What to work on => Show only those lines of the entries where the string "bracket" is found.

Saved entries
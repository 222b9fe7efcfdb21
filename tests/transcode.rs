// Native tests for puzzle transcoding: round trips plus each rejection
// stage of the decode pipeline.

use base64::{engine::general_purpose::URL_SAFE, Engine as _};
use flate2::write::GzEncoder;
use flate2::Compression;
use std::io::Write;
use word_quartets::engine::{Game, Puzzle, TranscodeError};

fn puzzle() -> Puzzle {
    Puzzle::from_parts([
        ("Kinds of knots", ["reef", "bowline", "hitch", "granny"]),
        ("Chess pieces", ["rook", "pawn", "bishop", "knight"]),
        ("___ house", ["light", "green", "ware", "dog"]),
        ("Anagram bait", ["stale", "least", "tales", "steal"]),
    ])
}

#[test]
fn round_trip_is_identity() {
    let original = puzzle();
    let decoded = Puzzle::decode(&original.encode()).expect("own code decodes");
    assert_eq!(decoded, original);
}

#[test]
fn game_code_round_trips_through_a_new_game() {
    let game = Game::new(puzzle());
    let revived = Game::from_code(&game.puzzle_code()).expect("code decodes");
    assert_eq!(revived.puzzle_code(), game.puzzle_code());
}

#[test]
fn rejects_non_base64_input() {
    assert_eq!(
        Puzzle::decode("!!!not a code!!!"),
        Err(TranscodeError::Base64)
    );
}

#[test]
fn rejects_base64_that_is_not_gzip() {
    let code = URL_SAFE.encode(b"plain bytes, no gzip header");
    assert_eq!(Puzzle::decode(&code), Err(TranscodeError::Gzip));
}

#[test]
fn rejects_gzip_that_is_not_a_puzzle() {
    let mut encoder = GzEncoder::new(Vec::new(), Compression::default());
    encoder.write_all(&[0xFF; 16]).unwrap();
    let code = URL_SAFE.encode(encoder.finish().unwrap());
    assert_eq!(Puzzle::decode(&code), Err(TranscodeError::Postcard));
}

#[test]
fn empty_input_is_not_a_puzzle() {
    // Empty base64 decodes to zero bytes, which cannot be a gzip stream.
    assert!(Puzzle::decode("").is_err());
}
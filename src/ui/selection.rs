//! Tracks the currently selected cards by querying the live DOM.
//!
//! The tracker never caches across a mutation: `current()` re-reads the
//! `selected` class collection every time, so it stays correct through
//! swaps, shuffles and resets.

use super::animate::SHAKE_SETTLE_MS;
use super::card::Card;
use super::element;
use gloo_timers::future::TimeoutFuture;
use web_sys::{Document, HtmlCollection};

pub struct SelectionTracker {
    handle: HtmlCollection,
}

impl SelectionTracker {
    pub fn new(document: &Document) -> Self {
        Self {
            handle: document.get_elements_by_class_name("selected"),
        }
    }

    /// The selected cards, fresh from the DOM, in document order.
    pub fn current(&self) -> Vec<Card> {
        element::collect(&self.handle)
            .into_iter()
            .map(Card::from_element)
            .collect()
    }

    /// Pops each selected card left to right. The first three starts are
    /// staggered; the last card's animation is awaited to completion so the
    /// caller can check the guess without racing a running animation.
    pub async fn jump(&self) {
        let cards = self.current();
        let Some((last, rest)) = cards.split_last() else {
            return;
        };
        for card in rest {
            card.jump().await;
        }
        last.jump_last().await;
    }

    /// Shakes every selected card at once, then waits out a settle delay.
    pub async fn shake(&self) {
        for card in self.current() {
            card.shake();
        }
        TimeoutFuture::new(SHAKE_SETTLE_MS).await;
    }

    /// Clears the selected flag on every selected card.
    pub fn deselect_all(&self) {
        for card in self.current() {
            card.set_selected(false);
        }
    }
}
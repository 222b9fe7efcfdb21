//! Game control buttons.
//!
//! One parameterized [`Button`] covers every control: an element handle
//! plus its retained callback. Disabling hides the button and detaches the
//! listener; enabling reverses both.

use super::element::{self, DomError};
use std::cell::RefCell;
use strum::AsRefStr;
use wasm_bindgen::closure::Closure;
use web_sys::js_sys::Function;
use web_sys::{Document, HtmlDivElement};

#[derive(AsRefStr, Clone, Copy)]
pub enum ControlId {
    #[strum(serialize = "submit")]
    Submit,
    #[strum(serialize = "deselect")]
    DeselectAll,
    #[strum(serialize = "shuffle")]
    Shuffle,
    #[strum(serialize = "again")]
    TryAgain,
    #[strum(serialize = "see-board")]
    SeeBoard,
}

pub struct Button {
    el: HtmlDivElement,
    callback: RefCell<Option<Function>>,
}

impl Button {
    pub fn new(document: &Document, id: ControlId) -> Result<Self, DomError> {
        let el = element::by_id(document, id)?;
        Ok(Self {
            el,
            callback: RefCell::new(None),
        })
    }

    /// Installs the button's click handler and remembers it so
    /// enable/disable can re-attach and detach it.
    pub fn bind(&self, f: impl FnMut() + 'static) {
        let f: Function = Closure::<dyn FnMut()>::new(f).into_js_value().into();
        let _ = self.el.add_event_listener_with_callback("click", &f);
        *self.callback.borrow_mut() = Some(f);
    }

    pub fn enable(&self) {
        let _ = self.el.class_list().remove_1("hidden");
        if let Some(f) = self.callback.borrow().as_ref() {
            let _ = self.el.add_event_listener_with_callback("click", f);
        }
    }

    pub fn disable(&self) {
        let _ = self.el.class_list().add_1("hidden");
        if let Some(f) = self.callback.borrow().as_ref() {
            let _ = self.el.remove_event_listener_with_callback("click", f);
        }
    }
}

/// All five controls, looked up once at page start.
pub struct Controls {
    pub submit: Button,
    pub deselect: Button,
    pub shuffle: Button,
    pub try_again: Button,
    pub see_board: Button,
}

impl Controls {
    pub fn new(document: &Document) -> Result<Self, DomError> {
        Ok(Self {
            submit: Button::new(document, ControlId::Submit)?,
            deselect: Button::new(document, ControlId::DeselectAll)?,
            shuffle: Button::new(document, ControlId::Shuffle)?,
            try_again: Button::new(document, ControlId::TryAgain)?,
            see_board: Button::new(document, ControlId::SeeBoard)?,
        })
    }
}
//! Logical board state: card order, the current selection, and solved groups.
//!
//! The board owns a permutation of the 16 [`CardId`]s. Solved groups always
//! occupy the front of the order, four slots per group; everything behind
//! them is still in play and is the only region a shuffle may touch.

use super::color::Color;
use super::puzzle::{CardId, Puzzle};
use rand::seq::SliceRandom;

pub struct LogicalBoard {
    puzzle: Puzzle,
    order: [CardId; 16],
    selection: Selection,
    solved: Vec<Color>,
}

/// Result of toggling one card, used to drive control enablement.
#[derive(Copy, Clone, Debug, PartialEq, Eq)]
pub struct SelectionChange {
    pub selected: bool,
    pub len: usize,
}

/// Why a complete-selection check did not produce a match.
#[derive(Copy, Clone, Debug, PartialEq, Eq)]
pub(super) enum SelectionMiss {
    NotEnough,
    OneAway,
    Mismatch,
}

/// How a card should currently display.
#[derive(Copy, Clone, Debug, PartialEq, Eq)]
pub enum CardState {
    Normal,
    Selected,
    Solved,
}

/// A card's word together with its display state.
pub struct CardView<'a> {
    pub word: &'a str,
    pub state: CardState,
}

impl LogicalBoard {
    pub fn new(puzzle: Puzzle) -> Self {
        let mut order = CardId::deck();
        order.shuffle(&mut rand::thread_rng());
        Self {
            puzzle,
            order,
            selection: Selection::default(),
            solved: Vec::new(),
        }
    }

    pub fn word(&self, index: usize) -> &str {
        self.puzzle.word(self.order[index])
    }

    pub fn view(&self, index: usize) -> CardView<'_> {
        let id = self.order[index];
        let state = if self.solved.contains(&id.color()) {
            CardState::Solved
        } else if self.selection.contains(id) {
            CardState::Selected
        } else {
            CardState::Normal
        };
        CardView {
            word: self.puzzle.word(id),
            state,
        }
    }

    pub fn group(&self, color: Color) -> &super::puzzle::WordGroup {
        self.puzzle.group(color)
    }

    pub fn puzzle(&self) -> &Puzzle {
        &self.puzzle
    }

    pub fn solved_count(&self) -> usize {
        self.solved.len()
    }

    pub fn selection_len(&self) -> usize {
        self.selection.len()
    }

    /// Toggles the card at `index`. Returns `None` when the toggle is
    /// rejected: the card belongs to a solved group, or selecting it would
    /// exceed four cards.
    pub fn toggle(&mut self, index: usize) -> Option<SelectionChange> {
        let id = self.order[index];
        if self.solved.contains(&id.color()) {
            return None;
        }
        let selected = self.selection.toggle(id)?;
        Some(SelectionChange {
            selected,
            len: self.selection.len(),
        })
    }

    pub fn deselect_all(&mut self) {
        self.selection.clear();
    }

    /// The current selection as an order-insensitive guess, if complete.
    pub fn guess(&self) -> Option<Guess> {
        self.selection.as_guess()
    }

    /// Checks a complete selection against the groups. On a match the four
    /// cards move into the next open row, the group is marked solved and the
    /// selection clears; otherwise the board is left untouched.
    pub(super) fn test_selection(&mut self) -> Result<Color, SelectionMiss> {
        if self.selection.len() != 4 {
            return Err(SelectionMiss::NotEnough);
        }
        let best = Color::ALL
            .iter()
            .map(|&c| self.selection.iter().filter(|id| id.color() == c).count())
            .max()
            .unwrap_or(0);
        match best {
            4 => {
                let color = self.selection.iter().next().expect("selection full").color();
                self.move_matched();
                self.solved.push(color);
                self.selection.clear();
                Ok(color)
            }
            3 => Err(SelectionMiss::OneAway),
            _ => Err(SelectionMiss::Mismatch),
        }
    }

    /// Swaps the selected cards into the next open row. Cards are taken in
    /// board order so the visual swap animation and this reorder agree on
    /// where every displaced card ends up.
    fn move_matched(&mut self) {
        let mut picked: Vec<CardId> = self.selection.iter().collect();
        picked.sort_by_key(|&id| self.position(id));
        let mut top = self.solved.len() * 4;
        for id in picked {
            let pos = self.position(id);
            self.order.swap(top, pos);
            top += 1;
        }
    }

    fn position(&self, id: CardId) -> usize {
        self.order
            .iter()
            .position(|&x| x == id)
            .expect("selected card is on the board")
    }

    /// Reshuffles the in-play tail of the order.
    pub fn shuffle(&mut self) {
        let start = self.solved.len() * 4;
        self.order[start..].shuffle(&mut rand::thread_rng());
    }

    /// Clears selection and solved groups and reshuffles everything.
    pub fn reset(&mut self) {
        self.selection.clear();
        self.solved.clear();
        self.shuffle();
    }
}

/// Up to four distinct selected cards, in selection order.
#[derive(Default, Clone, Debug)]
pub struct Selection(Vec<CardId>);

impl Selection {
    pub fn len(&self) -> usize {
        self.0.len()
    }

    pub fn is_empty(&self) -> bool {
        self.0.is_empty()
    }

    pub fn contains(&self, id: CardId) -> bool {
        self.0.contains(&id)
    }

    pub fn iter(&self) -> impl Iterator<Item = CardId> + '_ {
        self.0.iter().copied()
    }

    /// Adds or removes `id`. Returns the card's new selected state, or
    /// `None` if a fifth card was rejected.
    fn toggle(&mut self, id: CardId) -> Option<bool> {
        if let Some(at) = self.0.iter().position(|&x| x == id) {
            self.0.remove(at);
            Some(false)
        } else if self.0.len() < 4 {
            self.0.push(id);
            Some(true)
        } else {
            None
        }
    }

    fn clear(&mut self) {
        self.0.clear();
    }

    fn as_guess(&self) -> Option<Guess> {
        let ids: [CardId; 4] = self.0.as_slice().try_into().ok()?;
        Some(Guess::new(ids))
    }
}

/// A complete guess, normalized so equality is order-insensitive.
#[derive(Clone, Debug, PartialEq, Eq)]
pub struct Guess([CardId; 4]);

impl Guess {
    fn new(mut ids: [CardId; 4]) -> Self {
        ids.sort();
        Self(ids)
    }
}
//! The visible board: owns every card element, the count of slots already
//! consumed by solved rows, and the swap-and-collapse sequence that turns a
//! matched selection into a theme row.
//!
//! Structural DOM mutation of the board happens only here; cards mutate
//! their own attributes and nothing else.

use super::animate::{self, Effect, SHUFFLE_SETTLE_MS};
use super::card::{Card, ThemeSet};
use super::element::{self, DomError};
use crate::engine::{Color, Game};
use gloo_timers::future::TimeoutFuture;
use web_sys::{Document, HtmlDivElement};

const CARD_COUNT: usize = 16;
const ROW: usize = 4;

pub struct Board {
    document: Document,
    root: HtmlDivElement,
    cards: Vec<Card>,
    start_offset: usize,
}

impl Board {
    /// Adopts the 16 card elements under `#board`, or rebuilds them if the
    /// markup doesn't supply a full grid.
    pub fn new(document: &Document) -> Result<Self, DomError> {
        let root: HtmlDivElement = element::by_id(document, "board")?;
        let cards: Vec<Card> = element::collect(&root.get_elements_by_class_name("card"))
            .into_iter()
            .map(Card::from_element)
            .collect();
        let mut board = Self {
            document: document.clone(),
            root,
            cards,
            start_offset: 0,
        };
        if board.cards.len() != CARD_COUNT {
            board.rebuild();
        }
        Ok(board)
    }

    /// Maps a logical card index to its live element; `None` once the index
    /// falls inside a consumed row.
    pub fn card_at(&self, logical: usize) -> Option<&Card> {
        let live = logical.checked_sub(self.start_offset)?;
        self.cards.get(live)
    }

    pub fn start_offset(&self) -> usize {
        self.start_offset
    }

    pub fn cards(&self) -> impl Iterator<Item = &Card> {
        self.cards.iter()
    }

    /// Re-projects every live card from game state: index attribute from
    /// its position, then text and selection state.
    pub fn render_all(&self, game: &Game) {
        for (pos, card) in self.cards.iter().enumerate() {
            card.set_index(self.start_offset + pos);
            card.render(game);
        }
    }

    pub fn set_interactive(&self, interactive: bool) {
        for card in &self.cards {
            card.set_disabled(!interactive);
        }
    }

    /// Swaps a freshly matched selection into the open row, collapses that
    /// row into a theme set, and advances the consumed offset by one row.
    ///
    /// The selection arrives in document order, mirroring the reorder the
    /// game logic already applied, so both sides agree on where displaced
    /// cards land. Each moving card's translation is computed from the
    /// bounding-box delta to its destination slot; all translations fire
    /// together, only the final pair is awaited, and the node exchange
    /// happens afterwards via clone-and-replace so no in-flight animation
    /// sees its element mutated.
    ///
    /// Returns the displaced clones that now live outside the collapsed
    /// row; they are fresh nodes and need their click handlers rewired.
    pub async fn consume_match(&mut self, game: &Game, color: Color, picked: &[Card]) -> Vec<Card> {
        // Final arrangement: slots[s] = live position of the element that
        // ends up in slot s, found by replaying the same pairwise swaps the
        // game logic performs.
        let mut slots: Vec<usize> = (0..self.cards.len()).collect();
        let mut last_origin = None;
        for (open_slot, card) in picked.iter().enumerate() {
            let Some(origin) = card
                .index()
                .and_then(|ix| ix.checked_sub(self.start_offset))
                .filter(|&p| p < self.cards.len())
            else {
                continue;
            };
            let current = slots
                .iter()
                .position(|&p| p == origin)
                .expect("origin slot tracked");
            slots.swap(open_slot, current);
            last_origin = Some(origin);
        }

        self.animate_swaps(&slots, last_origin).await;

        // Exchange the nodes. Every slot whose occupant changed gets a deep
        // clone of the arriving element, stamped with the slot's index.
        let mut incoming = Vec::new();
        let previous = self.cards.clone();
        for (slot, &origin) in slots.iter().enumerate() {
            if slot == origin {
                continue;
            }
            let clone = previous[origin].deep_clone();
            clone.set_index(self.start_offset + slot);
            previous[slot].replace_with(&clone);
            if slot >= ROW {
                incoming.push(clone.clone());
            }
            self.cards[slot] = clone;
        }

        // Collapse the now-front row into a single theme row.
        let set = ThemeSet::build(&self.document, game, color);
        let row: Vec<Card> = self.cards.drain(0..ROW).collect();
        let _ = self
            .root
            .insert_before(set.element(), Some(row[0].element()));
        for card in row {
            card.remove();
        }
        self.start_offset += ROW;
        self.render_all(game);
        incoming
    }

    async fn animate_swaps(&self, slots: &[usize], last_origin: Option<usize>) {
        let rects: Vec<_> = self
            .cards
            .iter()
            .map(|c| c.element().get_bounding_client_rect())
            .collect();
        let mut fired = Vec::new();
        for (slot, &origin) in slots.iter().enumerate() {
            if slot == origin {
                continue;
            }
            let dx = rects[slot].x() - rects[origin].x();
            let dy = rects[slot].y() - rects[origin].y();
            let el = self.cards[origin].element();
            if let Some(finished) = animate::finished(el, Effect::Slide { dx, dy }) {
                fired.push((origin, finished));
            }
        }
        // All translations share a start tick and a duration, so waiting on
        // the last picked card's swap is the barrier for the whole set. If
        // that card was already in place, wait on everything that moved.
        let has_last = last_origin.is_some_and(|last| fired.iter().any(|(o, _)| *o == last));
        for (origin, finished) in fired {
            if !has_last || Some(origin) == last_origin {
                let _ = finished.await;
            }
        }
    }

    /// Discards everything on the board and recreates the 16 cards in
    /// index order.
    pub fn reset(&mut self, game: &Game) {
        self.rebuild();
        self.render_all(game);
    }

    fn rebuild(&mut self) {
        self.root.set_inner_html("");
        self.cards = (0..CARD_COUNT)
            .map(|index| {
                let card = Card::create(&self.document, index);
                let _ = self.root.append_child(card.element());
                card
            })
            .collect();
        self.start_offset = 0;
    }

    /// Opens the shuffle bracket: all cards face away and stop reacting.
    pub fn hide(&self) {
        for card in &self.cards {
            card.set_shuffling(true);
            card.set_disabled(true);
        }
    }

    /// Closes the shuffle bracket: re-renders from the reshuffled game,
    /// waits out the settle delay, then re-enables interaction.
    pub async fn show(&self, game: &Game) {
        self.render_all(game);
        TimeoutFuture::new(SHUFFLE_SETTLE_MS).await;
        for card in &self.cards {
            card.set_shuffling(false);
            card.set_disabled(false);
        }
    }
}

Response to the exercise =>
    /// Opens the shuffle bracket: all cards face away and stop reacting.
    /// Closes the shuffle bracket: re-renders from the reshuffled game,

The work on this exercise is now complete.